Ein lokales Experiment – es gibt keine Erfolgsgarantie

Die Genossenschaft „Sozialer Betrieb Sulzbach / SBS" versteht sich als ein kooperatives Unternehmen mit verschiedenen wichtigen Akteuren der Stadtgesellschaft. Sie will die Genossenschaftsidee als neue/alte solidarische Organisations- und Rechtsform des Wirtschaftens wieder/neu beleben helfen und als genossenschaftliches Netzwerk soziale und wirtschaftliche Ziele verbinden.

Die Sulzbacher Genossenschaft ist angesichts massenhafter struktureller Arbeitslosigkeit ein Not – wendiges Experiment im überschaubaren lokalen Raum, das versucht die eigenen Möglichkeiten vor Ort kooperativ zu nutzen. Eine Erfolgsgarantie gibt es nicht.

Zusammenfassung: GWA im Sulzbacher Netzwerk für soziale Stadtentwicklung

GWA – Einmischung in die soziale Stadtentwicklung

Die Einmischung der GWA in die Gesamtprozesse sozialer Stadt(teil)entwicklung sowie die Entwicklung und Stabilisierung sozialer Netzwerke und Initiativen zur Stärkung der lokalen sozialen Ökonomie sind in den vergangenen Jahren wichtiger geworden.

Die Programmatik „Soziale Stadt" bietet dafür einen guten fachlichen Rahmen.

Die GWA hat in diesem Kontext mehrere Schnittstellen/Kooperationen zu anderen Arbeitsfeldern:

  • Mitarbeit in den Programmen „Soziale Stadt", „LOS / Lokales Kapital für soziale Zwecke" und „Beschäftigung, Bildung und Teilhabe vor Ort"
  • Intensive Kooperation von „GWA" in freier Trägerschaft und „Stadtteilbüro/Stadtteilbeauftragtem" in kommunaler Trägerschaft („Tandem-Modell" in einem kooperativen Stadtteilmanagement).
  • Mitarbeit in einem „sozialen Marktbetrieb" in der lokalen Ökonomie (SBS – Sozialer Betrieb Sulzbach eG).

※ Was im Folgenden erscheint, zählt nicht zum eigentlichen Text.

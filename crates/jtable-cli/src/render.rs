//! Terminal rendering of table snapshots

use comfy_table::modifiers::UTF8_ROUND_CORNERS;
use comfy_table::presets::UTF8_FULL_CONDENSED;
use comfy_table::{Attribute, Cell, CellAlignment, Color, ContentArrangement, Table};
use jtable_core::{ColumnDescriptor, SortDirection, Value, ValueKind};
use jtable_services::{Pagination, TableSnapshot, TableStatus};

/// Render the visible page with sort markers and a status line
pub fn render_snapshot(columns: &[ColumnDescriptor], snapshot: &TableSnapshot) -> String {
    let mut table = Table::new();
    table
        .load_preset(UTF8_FULL_CONDENSED)
        .apply_modifier(UTF8_ROUND_CORNERS)
        .set_content_arrangement(ContentArrangement::Dynamic);

    table.set_header(
        columns
            .iter()
            .map(|column| header_cell(column, snapshot))
            .collect::<Vec<_>>(),
    );

    for row in &snapshot.result.rows {
        table.add_row(
            columns
                .iter()
                .map(|column| value_cell(column.kind, &column.value_of(row)))
                .collect::<Vec<_>>(),
        );
    }

    for (index, column) in columns.iter().enumerate() {
        if column.kind == ValueKind::Number {
            if let Some(table_column) = table.column_mut(index) {
                table_column.set_cell_alignment(CellAlignment::Right);
            }
        }
    }

    format!("{}\n{}", table, status_line(snapshot))
}

fn header_cell(column: &ColumnDescriptor, snapshot: &TableSnapshot) -> Cell {
    let query = &snapshot.query;
    let marker = match (&query.sort_field, query.sort_direction) {
        (Some(field), SortDirection::Ascending) if *field == column.key => " ▲",
        (Some(field), SortDirection::Descending) if *field == column.key => " ▼",
        _ => "",
    };
    let filtered = query.filters.get(&column.key).is_some_and(|f| !f.is_empty());
    let label = format!(
        "{}{}{}",
        column.display_label(),
        marker,
        if filtered { " *" } else { "" }
    );
    Cell::new(label).add_attribute(Attribute::Bold)
}

fn value_cell(kind: ValueKind, value: &Value) -> Cell {
    match value {
        Value::Null => Cell::new("NULL").fg(Color::DarkGrey),
        Value::Bool(true) => Cell::new("yes").fg(Color::Green),
        Value::Bool(false) => Cell::new("no").fg(Color::DarkGrey),
        other if kind == ValueKind::Enum => Cell::new(other.display_text()).fg(Color::Cyan),
        other => Cell::new(other.display_text()),
    }
}

/// "Showing 11-20 of 95 (page 2 of 10)" plus loading/error markers
pub fn status_line(snapshot: &TableSnapshot) -> String {
    let pagination = Pagination::new(
        snapshot.query.page,
        snapshot.query.page_size,
        snapshot.result.total_count,
        snapshot.result.rows.len(),
    );
    let mut line = pagination.status_text();
    if snapshot.query.has_search() {
        line.push_str(&format!(" | search: {:?}", snapshot.query.search_text));
    }
    match snapshot.status {
        TableStatus::Resolving => line.push_str(" | loading..."),
        TableStatus::Error => {
            if let Some(error) = &snapshot.result.error {
                line.push_str(&format!(" | error: {}", error));
            }
        }
        TableStatus::Idle => {}
    }
    line
}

Folgende Wirkungen auf die Menschen, Institutionen, Infrastruktur etc. sind feststellbar:

  • gelingende soziale und berufliche Integration von Langzeitarbeitslosen.
  • Vernetzung / Ressourcen- und Kompetenzbündelung verschiedener lokaler Akteure.
  • Aufbau / Entwicklung selbsttragender / nachhaltiger Strukturen.